PROBLEM REQUIREMENTS: Down to the last line, repeat the entries exactly.

RECORDS FOR PROCESSING:

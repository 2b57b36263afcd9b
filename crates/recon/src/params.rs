use crate::error::ReconError;
use crate::model::DatasetParams;

/// Reject a comparison between datasets built with different `N`, `L` or `M`.
///
/// `L` is compared exactly: both files come from the same writer, so any
/// difference means a different run.
pub fn ensure_same_params(left: &DatasetParams, right: &DatasetParams) -> Result<(), ReconError> {
    if left.vertex_count != right.vertex_count {
        return Err(ReconError::ParameterMismatch {
            field: "N",
            left: left.vertex_count.to_string(),
            right: right.vertex_count.to_string(),
        });
    }
    if left.side_length != right.side_length {
        return Err(ReconError::ParameterMismatch {
            field: "L",
            left: left.side_length.to_string(),
            right: right.side_length.to_string(),
        });
    }
    if left.grid_cells != right.grid_cells {
        return Err(ReconError::ParameterMismatch {
            field: "M",
            left: left.grid_cells.to_string(),
            right: right.grid_cells.to_string(),
        });
    }
    Ok(())
}
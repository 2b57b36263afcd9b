use std::process::Command;

fn git_short_hash() -> Option<String> {
    let output = Command::new("git")
        .args(["rev-parse", "--short=7", "HEAD"])
        .output()
        .ok()?;
    if !output.status.success() {
        return None;
    }
    String::from_utf8(output.stdout).ok().map(|s| s.trim().to_string())
}

fn main() {
    println!("cargo:rerun-if-changed=../../.git/HEAD");
    println!("cargo:rerun-if-changed=../../.git/refs/heads");

    let hash = git_short_hash().unwrap_or_else(|| "unknown".to_string());
    println!("cargo:rustc-env=NBRCHECK_COMMIT={hash}");

    let target = std::env::var("TARGET").unwrap_or_else(|_| "unknown".to_string());
    println!("cargo:rustc-env=NBRCHECK_TARGET={target}");
}
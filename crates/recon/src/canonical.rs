use std::collections::{BTreeMap, BTreeSet};

use crate::model::{AdjacencyRelation, PairSet, UnorderedPair, VertexId};

/// Collapse a relation into its canonical pair set.
///
/// Each `(v, n)` entry becomes `(min(v, n), max(v, n))`, so reciprocal and
/// one-sided entries yield the same pair. Self-loops are dropped.
pub fn canonicalize(relation: &AdjacencyRelation) -> PairSet {
    relation
        .iter()
        .flat_map(|(v, neighbors)| neighbors.iter().filter_map(move |&n| UnorderedPair::new(v, n)))
        .collect()
}

/// Expand a pair set back into a fully mirrored relation.
///
/// Only vertices that appear in some pair get an entry.
pub fn canonicalize_as_relation(pairs: &PairSet) -> AdjacencyRelation {
    let mut mirrored: BTreeMap<VertexId, BTreeSet<VertexId>> = BTreeMap::new();
    for pair in pairs {
        mirrored.entry(pair.lo()).or_default().insert(pair.hi());
        mirrored.entry(pair.hi()).or_default().insert(pair.lo());
    }
    mirrored.into_iter().collect()
}

/// Directed entries `(v, n)` whose reverse `(n, v)` is not stored.
///
/// Sorted by `v`, then `n`. Self-loops are not reported here.
pub fn asymmetric_entries(relation: &AdjacencyRelation) -> Vec<(VertexId, VertexId)> {
    relation
        .iter()
        .flat_map(|(v, neighbors)| neighbors.iter().map(move |&n| (v, n)))
        .filter(|&(v, n)| v != n)
        .filter(|&(v, n)| !relation.neighbors(n).is_some_and(|back| back.contains(&v)))
        .collect()
}

/// Vertices that list themselves as a neighbor.
pub fn self_loops(relation: &AdjacencyRelation) -> Vec<VertexId> {
    relation
        .iter()
        .filter(|(v, neighbors)| neighbors.contains(v))
        .map(|(v, _)| v)
        .collect()
}
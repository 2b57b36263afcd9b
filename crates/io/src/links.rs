// Link CSV export: `a,b,class`, one row per link, sorted by pair.

use std::io::Write;
use std::path::Path;

use nbrcheck_recon::{Reconciliation, VertexId};
use serde::Serialize;

use crate::error::IoError;

#[derive(Serialize)]
struct LinkRow {
    a: VertexId,
    b: VertexId,
    class: &'static str,
}

pub fn write_links_csv<W: Write>(writer: W, recon: &Reconciliation) -> Result<(), csv::Error> {
    let mut wtr = csv::WriterBuilder::new().has_headers(false).from_writer(writer);
    wtr.write_record(["a", "b", "class"])?;
    for (pair, class) in recon.links() {
        wtr.serialize(LinkRow {
            a: pair.lo(),
            b: pair.hi(),
            class: class.as_str(),
        })?;
    }
    wtr.flush()?;
    Ok(())
}

pub fn write_links_csv_file(path: &Path, recon: &Reconciliation) -> Result<(), IoError> {
    let file = std::fs::File::create(path).map_err(|e| IoError::write(path, e))?;
    write_links_csv(file, recon).map_err(|e| IoError::write(path, e))
}

#[cfg(test)]
mod tests {
    use super::*;
    use nbrcheck_recon::{reconcile, PairSet, UnorderedPair};

    fn pairs(list: &[(VertexId, VertexId)]) -> PairSet {
        list.iter().filter_map(|&(a, b)| UnorderedPair::new(a, b)).collect()
    }

    #[test]
    fn rows_sorted_with_header() {
        let recon = reconcile(&pairs(&[(2, 1), (5, 3)]), &pairs(&[(1, 2), (0, 4)]));
        let mut out = Vec::new();
        write_links_csv(&mut out, &recon).unwrap();
        assert_eq!(
            String::from_utf8(out).unwrap(),
            "a,b,class\n0,4,only_right\n1,2,common\n3,5,only_left\n"
        );
    }

    #[test]
    fn empty_reconciliation_writes_header_only() {
        let mut out = Vec::new();
        write_links_csv(&mut out, &Reconciliation::default()).unwrap();
        assert_eq!(String::from_utf8(out).unwrap(), "a,b,class\n");
    }
}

WRITTEN ANSWER:
repository 2b57b36263afcd9b
filename crates/recon/src/params.rs
use crate::error::ReconError;
use crate::model::DatasetParams;

/// Reject a comparison between datasets built with different `N`, `L` or `M`.
///
/// `L` is compared exactly: both files come from the same writer, so any
/// difference means a different run.
pub fn ensure_same_params(left: &DatasetParams, right: &DatasetParams) -> Result<(), ReconError> {
    if left.vertex_count != right.vertex_count {
        return Err(ReconError::ParameterMismatch {
            field: "N",
            left: left.vertex_count.to_string(),
            right: right.vertex_count.to_string(),
        });
    }
    if left.side_length != right.side_length {
        return Err(ReconError::ParameterMismatch {
            field: "L",
            left: left.side_length.to_string(),
            right: right.side_length.to_string(),
        });
    }
    if left.grid_cells != right.grid_cells {
        return Err(ReconError::ParameterMismatch {
            field: "M",
            left: left.grid_cells.to_string(),
            right: right.grid_cells.to_string(),
        });
    }
    Ok(())
}
repository 2b57b36263afcd9b
use std::process::Command;

fn git_short_hash() -> Option<String> {
    let output = Command::new("git")
        .args(["rev-parse", "--short=7", "HEAD"])
        .output()
        .ok()?;
    if !output.status.success() {
        return None;
    }
    String::from_utf8(output.stdout).ok().map(|s| s.trim().to_string())
}

fn main() {
    println!("cargo:rerun-if-changed=../../.git/HEAD");
    println!("cargo:rerun-if-changed=../../.git/refs/heads");

    let hash = git_short_hash().unwrap_or_else(|| "unknown".to_string());
    println!("cargo:rustc-env=NBRCHECK_COMMIT={hash}");

    let target = std::env::var("TARGET").unwrap_or_else(|_| "unknown".to_string());
    println!("cargo:rustc-env=NBRCHECK_TARGET={target}");
}
filename crates/recon/src/canonical.rs
use std::collections::{BTreeMap, BTreeSet};

use crate::model::{AdjacencyRelation, PairSet, UnorderedPair, VertexId};

/// Collapse a relation into its canonical pair set.
///
/// Each `(v, n)` entry becomes `(min(v, n), max(v, n))`, so reciprocal and
/// one-sided entries yield the same pair. Self-loops are dropped.
pub fn canonicalize(relation: &AdjacencyRelation) -> PairSet {
    relation
        .iter()
        .flat_map(|(v, neighbors)| neighbors.iter().filter_map(move |&n| UnorderedPair::new(v, n)))
        .collect()
}

/// Expand a pair set back into a fully mirrored relation.
///
/// Only vertices that appear in some pair get an entry.
pub fn canonicalize_as_relation(pairs: &PairSet) -> AdjacencyRelation {
    let mut mirrored: BTreeMap<VertexId, BTreeSet<VertexId>> = BTreeMap::new();
    for pair in pairs {
        mirrored.entry(pair.lo()).or_default().insert(pair.hi());
        mirrored.entry(pair.hi()).or_default().insert(pair.lo());
    }
    mirrored.into_iter().collect()
}

/// Directed entries `(v, n)` whose reverse `(n, v)` is not stored.
///
/// Sorted by `v`, then `n`. Self-loops are not reported here.
pub fn asymmetric_entries(relation: &AdjacencyRelation) -> Vec<(VertexId, VertexId)> {
    relation
        .iter()
        .flat_map(|(v, neighbors)| neighbors.iter().map(move |&n| (v, n)))
        .filter(|&(v, n)| v != n)
        .filter(|&(v, n)| !relation.neighbors(n).is_some_and(|back| back.contains(&v)))
        .collect()
}

/// Vertices that list themselves as a neighbor.
pub fn self_loops(relation: &AdjacencyRelation) -> Vec<VertexId> {
    relation
        .iter()
        .filter(|(v, neighbors)| neighbors.contains(v))
        .map(|(v, _)| v)
        .collect()
}
repository 2b57b36263afcd9b
filename crates/io/src/links.rs
// Link CSV export: `a,b,class`, one row per link, sorted by pair.

use std::io::Write;
use std::path::Path;

use nbrcheck_recon::{Reconciliation, VertexId};
use serde::Serialize;

use crate::error::IoError;

#[derive(Serialize)]
struct LinkRow {
    a: VertexId,
    b: VertexId,
    class: &'static str,
}

pub fn write_links_csv<W: Write>(writer: W, recon: &Reconciliation) -> Result<(), csv::Error> {
    let mut wtr = csv::WriterBuilder::new().has_headers(false).from_writer(writer);
    wtr.write_record(["a", "b", "class"])?;
    for (pair, class) in recon.links() {
        wtr.serialize(LinkRow {
            a: pair.lo(),
            b: pair.hi(),
            class: class.as_str(),
        })?;
    }
    wtr.flush()?;
    Ok(())
}

pub fn write_links_csv_file(path: &Path, recon: &Reconciliation) -> Result<(), IoError> {
    let file = std::fs::File::create(path).map_err(|e| IoError::write(path, e))?;
    write_links_csv(file, recon).map_err(|e| IoError::write(path, e))
}

#[cfg(test)]
mod tests {
    use super::*;
    use nbrcheck_recon::{reconcile, PairSet, UnorderedPair};

    fn pairs(list: &[(VertexId, VertexId)]) -> PairSet {
        list.iter().filter_map(|&(a, b)| UnorderedPair::new(a, b)).collect()
    }

    #[test]
    fn rows_sorted_with_header() {
        let recon = reconcile(&pairs(&[(2, 1), (5, 3)]), &pairs(&[(1, 2), (0, 4)]));
        let mut out = Vec::new();
        write_links_csv(&mut out, &recon).unwrap();
        assert_eq!(
            String::from_utf8(out).unwrap(),
            "a,b,class\n0,4,only_right\n1,2,common\n3,5,only_left\n"
        );
    }

    #[test]
    fn empty_reconciliation_writes_header_only() {
        let mut out = Vec::new();
        write_links_csv(&mut out, &Reconciliation::default()).unwrap();
        assert_eq!(String::from_utf8(out).unwrap(), "a,b,class\n");
    }
}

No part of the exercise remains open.